Les enjeux du big data

Autre défi à relever par la profession vétérinaire, les enjeux liés au big data en élevage pour prévenir et adapter le conseil délivré à l’éleveur. Le domaine de la santé animale connaît également un boom de la santé connectée (avec les logiciels et les applications de suivi, notamment), qui accompagne le praticien dans sa prise de décision. Christine Fourichon, maître de conférences à Oniris, assure que ces outils vont changer la pratique vétérinaire. La formation des jeunes intègre d’ailleurs ces innovations dans les programmes d’enseignement.
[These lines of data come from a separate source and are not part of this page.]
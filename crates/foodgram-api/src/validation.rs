//! Input rules for user-submitted data.

use std::collections::HashSet;

use foodgram_types::api::{RecipeWriteRequest, RegisterRequest};

use crate::error::ApiError;

pub const MAX_EMAIL_LEN: usize = 254;
pub const MAX_NAME_LEN: usize = 150;
pub const MAX_RECIPE_NAME_LEN: usize = 200;
pub const MIN_PASSWORD_LEN: usize = 8;
/// Upper bound for amounts and cooking times, the range of a SQL `INTEGER`
/// column in most databases.
pub const MAX_POSITIVE_INT: i64 = 2_147_483_647;

pub fn check_registration(req: &RegisterRequest) -> Result<(), ApiError> {
    check_email(&req.email)?;
    check_username(&req.username)?;
    check_length("first_name", &req.first_name, MAX_NAME_LEN)?;
    check_length("last_name", &req.last_name, MAX_NAME_LEN)?;
    check_password(&req.password)
}

pub fn check_email(email: &str) -> Result<(), ApiError> {
    check_length("email", email, MAX_EMAIL_LEN)?;
    let valid = email
        .split_once('@')
        .is_some_and(|(local, domain)| {
            !local.is_empty()
                && domain.contains('.')
                && !domain.starts_with('.')
                && !domain.ends_with('.')
                && !email.contains(char::is_whitespace)
        });
    if !valid {
        return Err(ApiError::validation("Enter a valid email address."));
    }
    Ok(())
}

/// Letters, digits and `_ . @ + -` only.
pub fn check_username(username: &str) -> Result<(), ApiError> {
    check_length("username", username, MAX_NAME_LEN)?;
    let allowed = |c: char| c.is_alphanumeric() || matches!(c, '_' | '.' | '@' | '+' | '-');
    if !username.chars().all(allowed) {
        return Err(ApiError::validation(
            "username may contain only letters, digits and @/./+/-/_ characters.",
        ));
    }
    Ok(())
}

pub fn check_password(password: &str) -> Result<(), ApiError> {
    if password.chars().count() < MIN_PASSWORD_LEN {
        return Err(ApiError::validation(format!(
            "password must be at least {MIN_PASSWORD_LEN} characters long."
        )));
    }
    Ok(())
}

/// Checks a recipe body. With `partial` set (PATCH) missing fields are fine;
/// otherwise every field must be present.
pub fn check_recipe(req: &RecipeWriteRequest, partial: bool) -> Result<(), ApiError> {
    if !partial {
        let missing = [
            ("ingredients", req.ingredients.is_none()),
            ("tags", req.tags.is_none()),
            ("name", req.name.is_none()),
            ("text", req.text.is_none()),
            ("cooking_time", req.cooking_time.is_none()),
        ];
        if let Some((field, _)) = missing.iter().find(|(_, absent)| *absent) {
            return Err(ApiError::validation(format!("{field} is required.")));
        }
    }

    if let Some(name) = &req.name {
        check_length("name", name, MAX_RECIPE_NAME_LEN)?;
    }
    if let Some(text) = &req.text {
        if text.trim().is_empty() {
            return Err(ApiError::validation("text may not be blank."));
        }
    }
    if let Some(cooking_time) = req.cooking_time {
        if !(1..=MAX_POSITIVE_INT).contains(&cooking_time) {
            return Err(ApiError::validation(format!(
                "cooking_time must be between 1 and {MAX_POSITIVE_INT}."
            )));
        }
    }
    if let Some(ingredients) = &req.ingredients {
        let mut seen = HashSet::new();
        for line in ingredients {
            if !(1..=MAX_POSITIVE_INT).contains(&line.amount) {
                return Err(ApiError::validation(format!(
                    "Ingredient amount must be between 1 and {MAX_POSITIVE_INT}."
                )));
            }
            if !seen.insert(line.id) {
                return Err(ApiError::validation(format!(
                    "Ingredient {} is listed more than once.",
                    line.id
                )));
            }
        }
    }
    Ok(())
}

/// Normalizes a tag color to uppercase `#RRGGBB`.
pub fn normalize_tag_color(color: &str) -> Result<String, ApiError> {
    let upper = color.trim().to_ascii_uppercase();
    let valid = upper.len() == 7
        && upper.starts_with('#')
        && upper[1..].chars().all(|c| c.is_ascii_hexdigit());
    if !valid {
        return Err(ApiError::validation(format!(
            "Tag color {color:?} is not a #RRGGBB hex value."
        )));
    }
    Ok(upper)
}

fn check_length(field: &str, value: &str, max: usize) -> Result<(), ApiError> {
    if value.trim().is_empty() {
        return Err(ApiError::validation(format!("{field} may not be blank.")));
    }
    if value.chars().count() > max {
        return Err(ApiError::validation(format!(
            "{field} must be at most {max} characters long."
        )));
    }
    Ok(())
}

#[cfg(test)]
mod tests {
    use super::*;
    use foodgram_types::api::IngredientAmount;

    fn recipe() -> RecipeWriteRequest {
        RecipeWriteRequest {
            ingredients: Some(vec![IngredientAmount { id: 1, amount: 5 }]),
            tags: Some(vec![1]),
            name: Some("Soup".into()),
            text: Some("Boil water.".into()),
            cooking_time: Some(20),
        }
    }

    #[test]
    fn complete_recipe_passes() {
        assert!(check_recipe(&recipe(), false).is_ok());
    }

    #[test]
    fn zero_cooking_time_is_rejected() {
        let req = RecipeWriteRequest { cooking_time: Some(0), ..recipe() };
        assert!(matches!(check_recipe(&req, false), Err(ApiError::Validation(_))));
    }

    #[test]
    fn zero_amount_is_rejected() {
        let req = RecipeWriteRequest {
            ingredients: Some(vec![IngredientAmount { id: 1, amount: 0 }]),
            ..recipe()
        };
        assert!(matches!(check_recipe(&req, false), Err(ApiError::Validation(_))));
    }

    #[test]
    fn oversized_amount_and_cooking_time_are_rejected() {
        let req = RecipeWriteRequest {
            ingredients: Some(vec![IngredientAmount { id: 1, amount: i64::MAX }]),
            ..recipe()
        };
        assert!(matches!(check_recipe(&req, false), Err(ApiError::Validation(_))));

        let req = RecipeWriteRequest { cooking_time: Some(MAX_POSITIVE_INT + 1), ..recipe() };
        assert!(matches!(check_recipe(&req, false), Err(ApiError::Validation(_))));

        let req = RecipeWriteRequest {
            ingredients: Some(vec![IngredientAmount { id: 1, amount: MAX_POSITIVE_INT }]),
            ..recipe()
        };
        assert!(check_recipe(&req, false).is_ok());
    }

    #[test]
    fn duplicate_ingredient_ids_are_rejected() {
        let req = RecipeWriteRequest {
            ingredients: Some(vec![
                IngredientAmount { id: 3, amount: 1 },
                IngredientAmount { id: 3, amount: 2 },
            ]),
            ..recipe()
        };
        let err = check_recipe(&req, false).unwrap_err();
        assert!(err.to_string().contains("more than once"));
    }

    #[test]
    fn create_needs_every_field_but_update_does_not() {
        let req = RecipeWriteRequest { tags: None, ..recipe() };
        assert_eq!(check_recipe(&req, false).unwrap_err().to_string(), "tags is required.");

        let patch = RecipeWriteRequest { name: Some("New name".into()), ..Default::default() };
        assert!(check_recipe(&patch, true).is_ok());
    }

    #[test]
    fn usernames_follow_the_allowed_alphabet() {
        assert!(check_username("chef.bob+1@home").is_ok());
        assert!(check_username("шеф").is_ok());
        assert!(check_username("bad name").is_err());
        assert!(check_username("").is_err());
    }

    #[test]
    fn emails_need_a_domain() {
        assert!(check_email("cook@example.com").is_ok());
        assert!(check_email("cook@localhost").is_err());
        assert!(check_email("@example.com").is_err());
    }

    #[test]
    fn tag_colors_are_uppercased() {
        assert_eq!(normalize_tag_color("#e26c2d").unwrap(), "#E26C2D");
        assert!(normalize_tag_color("E26C2D").is_err());
        assert!(normalize_tag_color("#GGGGGG").is_err());
    }
}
1 Étude menée par GreenFlex en 2015.

LE VÉTÉRINAIRE, UN APPUI POUR L’ÉLEVEUR

Le vétérinaire est un acteur incontournable du monde de l’élevage, en première ligne pour témoigner de l’évolution des systèmes en place et des enjeux sociétaux tels que l’antibiorésistance. La profession semble, en effet, s’adapter à la métamorphose de ce secteur qui intègre davantage de robotisation, des exploitations plus grandes, de nouveaux modèles économiques, une évolution des risques, etc. S’ajoutent les attentes sociétales qui se veulent plus nombreuses (le consommateur du xxe siècle souhaite des engagements). Le binôme vétérinaire-éleveur reste, sur ce point, un atout solide. Christine Fourichon, maître de conférences à Oniris, a rappelé que le vétérinaire est un avantage pour la compétitivité de l’élevage, notamment par son rôle de conseil. « L’école crée le lien entre les jeunes vétérinaires et les futurs clients, pour répondre à leurs attentes. Le plus important étant la confiance et la prise de conscience », a-t-elle indiqué. Pour cela, le praticien devrait savoir s’adapter à chaque situation en connaissant les contraintes de l’éleveur, tout en ajustant ses interventions au contexte de l’exploitation.